By : Nurul Khotimah
Undang
- undang yang baru di sahkan oleh DPR memicu pro-kontra. Memacu konflik antara
rakyat dan Pemerintah/DPR. Pasalnya, Pemerintah/DPR mengklaim UU ini demi
kepentingan rakyat. Sebaliknya, rakyat menuding UU tersebut sangat merugikan
mereka dan hanya menguntungkan para pengusaha.
Sebelumnya, ada UU Minerba yang makin
memberikan keleluasaan kepada asing dan aseng untuk makin menguasai kekayaan
alam milik rakyat. Ada UU KPK yang justru makin melemahkan KPK dan makin ramah
terhadap para koruptor, dll. Selain UU, sejumlah RUU pun dinilai bermasalah.
Seperti RUU PKS (Penghapusan Kekerasan Seksual), RUU HIP (Haluan Ideologi
Pancasila), dll.
Intinya, banyak UU/RUU yang bermasalah.
Selain beraroma sekular dan liberal, banyak UU/RUU yang hanya menguntungkan
asing dan aseng, memperkuat oligharki kekuasaan dan abai terhadap kepentingan
rakyat kebanyakan.
Sesungguhnya pangkal keterpurukan negeri ini adalah penerapan
sekularisme (pemisahan agama dari kehidupan). Sekularisme meniscayakan
penolakan terhadap campur tangan Tuhan (agama) dalam mengatur kehidupan. Karena
itu dalam sistem sekular, hukum-hukum Allah SWT senantiasa dipinggirkan. Bahkan
dicampakkan.
Pilar utama sekularisme adalah demokrasi.
Demokrasi meniscayakan hak membuat hukum ada di tangan manusia. Itulah yang
disebut kedaulatan rakyat. Karena itu secara teoretis, dalam demokrasi,
rakyatlah pemilik kedaulatan. Rakyatlah yang menentukan hitam-putih,
benar-salah, baik-buruk dan halal-haram.
Demokrasi nyaris selalu didominasi oleh
kekuatan para pemilik modal. Mereka inilah yang selalu sukses ‘mencuri’ kedaulatan
rakyat. Dengan demikian rakyat sendiri sesungguhnya tidak memiliki
kedaulatan. Akhirnya, kedaulatan rakyat
hanya jargon kosong belaka. Pasalnya, yang berdaulat pada akhirnya selalu para
pemilik modal.
Lihatlah negeri ini. Kekuatan para pemilik
modal atau para cukong sering berada di balik pembuatan banyak UU. Para cukong
pula yang diyakini berada di balik pengesahan Omnibus Law/UU Cilaka oleh
DPR/Pemerintah. UU ini diyakini hanya menguntungkan para cukong yang jumlahnya
segelintir dan sebaliknya merugikan mayoritas rakyat.

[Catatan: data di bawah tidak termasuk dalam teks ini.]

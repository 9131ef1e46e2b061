use crate::app::{App, FormField};
use crossterm::event::{KeyCode, KeyEvent, KeyModifiers};

use super::super::action_queue::{Action, ActionTx};
use super::enqueue_action;

pub(super) fn handle_form_key(key: KeyEvent, app: &mut App, action_tx: &ActionTx) {
    let Some(is_submitting) = app.form.as_ref().map(|f| f.is_submitting) else {
        app.close_form();
        return;
    };

    // Inputs are locked while a save is in flight.
    if is_submitting {
        return;
    }

    match key.code {
        KeyCode::Esc => {
            app.close_form();
            return;
        }
        KeyCode::Char('s') if key.modifiers.contains(KeyModifiers::CONTROL) => {
            submit(app, action_tx);
            return;
        }
        KeyCode::Enter if !key.modifiers.contains(KeyModifiers::ALT) => {
            submit(app, action_tx);
            return;
        }
        _ => {}
    }

    let App {
        form,
        contacts,
        deals,
        ..
    } = app;
    let Some(form) = form.as_mut() else {
        return;
    };

    match key.code {
        KeyCode::Enter => form.input_newline(),
        KeyCode::Tab | KeyCode::Down => form.focus_next(),
        KeyCode::BackTab | KeyCode::Up => form.focus_previous(),
        KeyCode::Left if form.focused_field.is_select() => {
            form.cycle_option(false, &*contacts, &*deals);
        }
        KeyCode::Right | KeyCode::Char(' ') if form.focused_field.is_select() => {
            form.cycle_option(true, &*contacts, &*deals);
        }
        KeyCode::Left => form.input_move_cursor(true),
        KeyCode::Right => form.input_move_cursor(false),
        KeyCode::Backspace if form.focused_field.is_select() => form.clear_option(),
        KeyCode::Backspace => form.input_backspace(),
        KeyCode::Char(c) if !key.modifiers.contains(KeyModifiers::CONTROL) => {
            form.input_char(c);
        }
        _ => {}
    }
}

/// Validate and, when the form is complete, hand the payload to the runtime.
fn submit(app: &mut App, action_tx: &ActionTx) {
    let offset = app.display_offset;
    let Some(form) = app.form.as_mut() else {
        return;
    };

    match form.validate(offset) {
        Some(payload) => {
            form.is_submitting = true;
            let editing_id = form.editing_id;
            enqueue_action(action_tx, Action::SaveActivity { editing_id, payload });
        }
        None => app.notify_error("Please fill in all required fields"),
    }
}
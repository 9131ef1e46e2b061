use super::utils::centered_rect;
use super::*;

pub fn render_loading(frame: &mut Frame, app: &mut App, body: Rect) {
    let area = centered_rect(30, 1, body);
    let throbber = throbber_widgets_tui::Throbber::default()
        .label("Loading activities...")
        .style(Style::default().fg(Color::Yellow))
        .throbber_style(Style::default().fg(Color::Yellow))
        .throbber_set(throbber_widgets_tui::BRAILLE_SIX)
        .use_type(throbber_widgets_tui::WhichUse::Spin);
    frame.render_stateful_widget(throbber, area, &mut app.throbber_state);
}

pub fn render_load_error(frame: &mut Frame, message: &str, body: Rect) {
    let area = centered_rect(64, 9, body);
    frame.render_widget(Clear, area);

    let text = vec![
        Line::from(""),
        Line::from(Span::styled(
            "Something went wrong",
            Style::default().fg(Color::Red).add_modifier(Modifier::BOLD),
        )),
        Line::from(Span::styled(
            message.to_string(),
            Style::default().fg(Color::White),
        )),
        Line::from(""),
        Line::from(vec![
            Span::styled("[r] Retry", Style::default().fg(Color::Yellow)),
            Span::raw("    "),
            Span::styled("[q] Quit", Style::default().fg(Color::White)),
        ]),
    ];

    let paragraph = Paragraph::new(text)
        .block(
            Block::default()
                .borders(Borders::ALL)
                .border_style(Style::default().fg(Color::Red))
                .title(" Error ")
                .padding(Padding::horizontal(1)),
        )
        .alignment(Alignment::Center)
        .wrap(Wrap { trim: true });

    frame.render_widget(paragraph, area);
}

Karena pada faktanya Parlemen/DPR sering
dikuasai oleh segelintir elit politik, yang didukung oleh para pemilik modal,
suara mayoritas yang dihasilkan hanyalah mencerminkan suara mereka yang
sesungguhnya minoritas. Tidak mencerminkan suara mayoritas rakyat. Artinya, di
sini yang terjadi sebetulnya adalah tirani minoritas.
Karena itu wajar jika kemudian banyak UU,
keputusan hukum atau peraturan yang lahir dari Parlemen/DPR lebih mewakili
kepentingan mereka yang sesungguhnya minoritas itu. Tidak mewakili kepentingan
mayoritas rakyat. Di Indonesia, lahirnya UU Migas, UU Minerba, UU SDA, UU
Penanaman Modal, termasuk Omnibus Law/UU Cilaka dll jelas lebih berpihak kepada
para pemilik modal bahkan pihak asing dan merugikan mayoritas rakyat.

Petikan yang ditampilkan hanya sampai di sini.